2013-06-15 Thread Simon Riggs
On 15 June 2013 16:39, Tom Lane t...@sss.pgh.pa.us wrote:
 Simon Riggs si...@2ndquadrant.com writes:
 On 15 June 2013 00:01, Josh Berkus j...@agliodbs.com wrote:
 If we're going to start adding reloptions for specific table behavior,
 I'd rather think of all of the optimizations we might have for a
 prospective append-only table and bundle those, rather than tying it
 to whether a certain index exists or not.

 I agree that the FSM behaviour shouldn't be linked to index existence.
 IMHO that should be a separate table parameter, WITH (fsm_mode = append)
 Index only scans would also benefit from that.

 -1 ... I cannot believe that such a parameter would ever get turned on
 in production by anyone.

It's an extremely common use case, epecially with larger databases.

 If your table has a significant update rate,
 the resulting table bloat would make such behavior completely
 infeasible.  If you have few enough updates to make such a behavior
 practical, then you can live with the expensive index updates instead.

Depends. What I had in mind was that append mode would allow updates
normally within the last 1 GB of a table, but relocate updates should
they occur in earlier segments. That would cover the majority of use
cases I see.

 I also find the analogy to index-only scans to be bogus, because those
 didn't require any user tuning.

I don't think anybody is suggesting there is a requirement for user
tuning on this type of index.

But I think having one parameter would make it the same as say, GIN
indexes which also have a single tuning parameter.
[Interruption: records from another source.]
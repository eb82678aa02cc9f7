//! Growth arena: the not-yet-carved tail of the newest system region.
//!
//! The arena is a cursor pair `[start, end)` over one region plus the
//! cumulative number of bytes ever requested from the system allocator.
//! It only moves forward; exhausted regions stay owned by the pool because
//! their blocks live on in the free lists.

use super::region::BlockPtr;

/// Carving cursor over the current arena region.
#[derive(Debug, Clone, Default)]
pub struct Arena {
    /// Region being carved (`None` before the first growth).
    region: Option<u32>,
    start: u32,
    end: u32,
    /// Total bytes ever obtained for arena growth. Sizing heuristic only.
    heap_size: usize,
}

impl Arena {
    /// Creates an empty arena.
    pub fn new() -> Self {
        Self::default()
    }

    /// Bytes left between the cursors.
    pub fn remaining(&self) -> usize {
        (self.end - self.start) as usize
    }

    /// Cumulative bytes requested from the system for growth.
    pub fn heap_size(&self) -> usize {
        self.heap_size
    }

    /// Region currently being carved.
    pub fn region(&self) -> Option<u32> {
        self.region
    }

    /// Cuts `bytes` off the front of the arena.
    ///
    /// Returns `None` if fewer than `bytes` remain.
    pub(crate) fn carve(&mut self, bytes: usize) -> Option<BlockPtr> {
        let region = self.region?;
        if bytes > self.remaining() {
            return None;
        }
        let ptr = BlockPtr::new(region, self.start);
        self.start += bytes as u32;
        Some(ptr)
    }

    /// Removes whatever is left and returns it as a single block.
    pub(crate) fn take_leftover(&mut self) -> Option<(BlockPtr, usize)> {
        let region = self.region?;
        let left = self.remaining();
        self.start = self.end;
        if left == 0 {
            return None;
        }
        Some((BlockPtr::new(region, self.end - left as u32), left))
    }

    /// Points the arena at a fresh region of `len` bytes and records the growth.
    pub(crate) fn grow_into(&mut self, region: u32, len: usize) {
        self.region = Some(region);
        self.start = 0;
        self.end = len as u32;
        self.heap_size = self.heap_size.saturating_add(len);
    }

    /// Points the arena at a salvaged block of `len` bytes.
    ///
    /// Salvage does not count towards `heap_size`.
    pub(crate) fn adopt(&mut self, block: BlockPtr, len: usize) {
        self.region = Some(block.region());
        self.start = block.offset();
        self.end = block.offset() + len as u32;
    }
}
//! Thread-safe pool wrapper and the process-wide default pool.
//!
//! The pool engine itself holds no global state. Callers that want the
//! classic "one pool per process" behavior use [`global`], which lazily
//! builds a [`SharedPool`] from the environment on first use.

use std::sync::OnceLock;

use parking_lot::Mutex;

use crate::config::PoolConfig;
use crate::error::AllocError;
use crate::pool::{Allocation, HeapSystem, PoolAllocator, PoolLogRecord, PoolStats, SystemAllocator};

/// A [`PoolAllocator`] behind a `parking_lot::Mutex`.
///
/// Every operation takes the lock for its full duration, so refill and
/// growth are never observed half-done.
pub struct SharedPool<S: SystemAllocator = HeapSystem> {
    inner: Mutex<PoolAllocator<S>>,
}

impl SharedPool<HeapSystem> {
    pub fn new(config: PoolConfig) -> Self {
        Self::from_pool(PoolAllocator::with_config(config))
    }
}

impl<S: SystemAllocator> SharedPool<S> {
    pub fn from_pool(pool: PoolAllocator<S>) -> Self {
        Self {
            inner: Mutex::new(pool),
        }
    }

    /// See [`PoolAllocator::request`].
    pub fn request(&self, n: usize) -> Result<Allocation, AllocError> {
        self.inner.lock().request(n)
    }

    /// See [`PoolAllocator::release`].
    pub fn release(&self, allocation: Allocation) -> Result<(), AllocError> {
        self.inner.lock().release(allocation)
    }

    /// See [`PoolAllocator::resize`].
    pub fn resize(&self, allocation: &mut Allocation, new_n: usize) -> Result<(), AllocError> {
        self.inner.lock().resize(allocation, new_n)
    }

    /// Runs `f` with exclusive access to the pool.
    pub fn with<R>(&self, f: impl FnOnce(&mut PoolAllocator<S>) -> R) -> R {
        f(&mut self.inner.lock())
    }

    pub fn stats(&self) -> PoolStats {
        self.inner.lock().stats()
    }

    pub fn drain_lifecycle_logs(&self) -> Vec<PoolLogRecord> {
        self.inner.lock().drain_lifecycle_logs()
    }

    pub fn into_inner(self) -> PoolAllocator<S> {
        self.inner.into_inner()
    }
}

static GLOBAL_POOL: OnceLock<SharedPool> = OnceLock::new();

/// Process-wide pool, configured from `POOLALLOC_*` environment variables
/// on first access.
pub fn global() -> &'static SharedPool {
    GLOBAL_POOL.get_or_init(|| SharedPool::new(PoolConfig::from_env()))
}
I think the idea that index only scans just work is itself bogus. A
mild random update pattern will reduce the benefit of IOS scans
considerably, which is hard to understand or control, especially
without any way of measuring it. We could eliminate that problem if we
chose, but its not even documented as a potential issue for some
reason so its hard to discuss. Not being able to see or control a
known problem is not the same thing as doesn't require user tuning.

 There's a nearby thread complaining bitterly about our willingness to
 create hard-to-use, hard-to-tune features.  In its current form,
 this will be another one of those.

Not based upon anything mentioned here so far, or that I'm aware of.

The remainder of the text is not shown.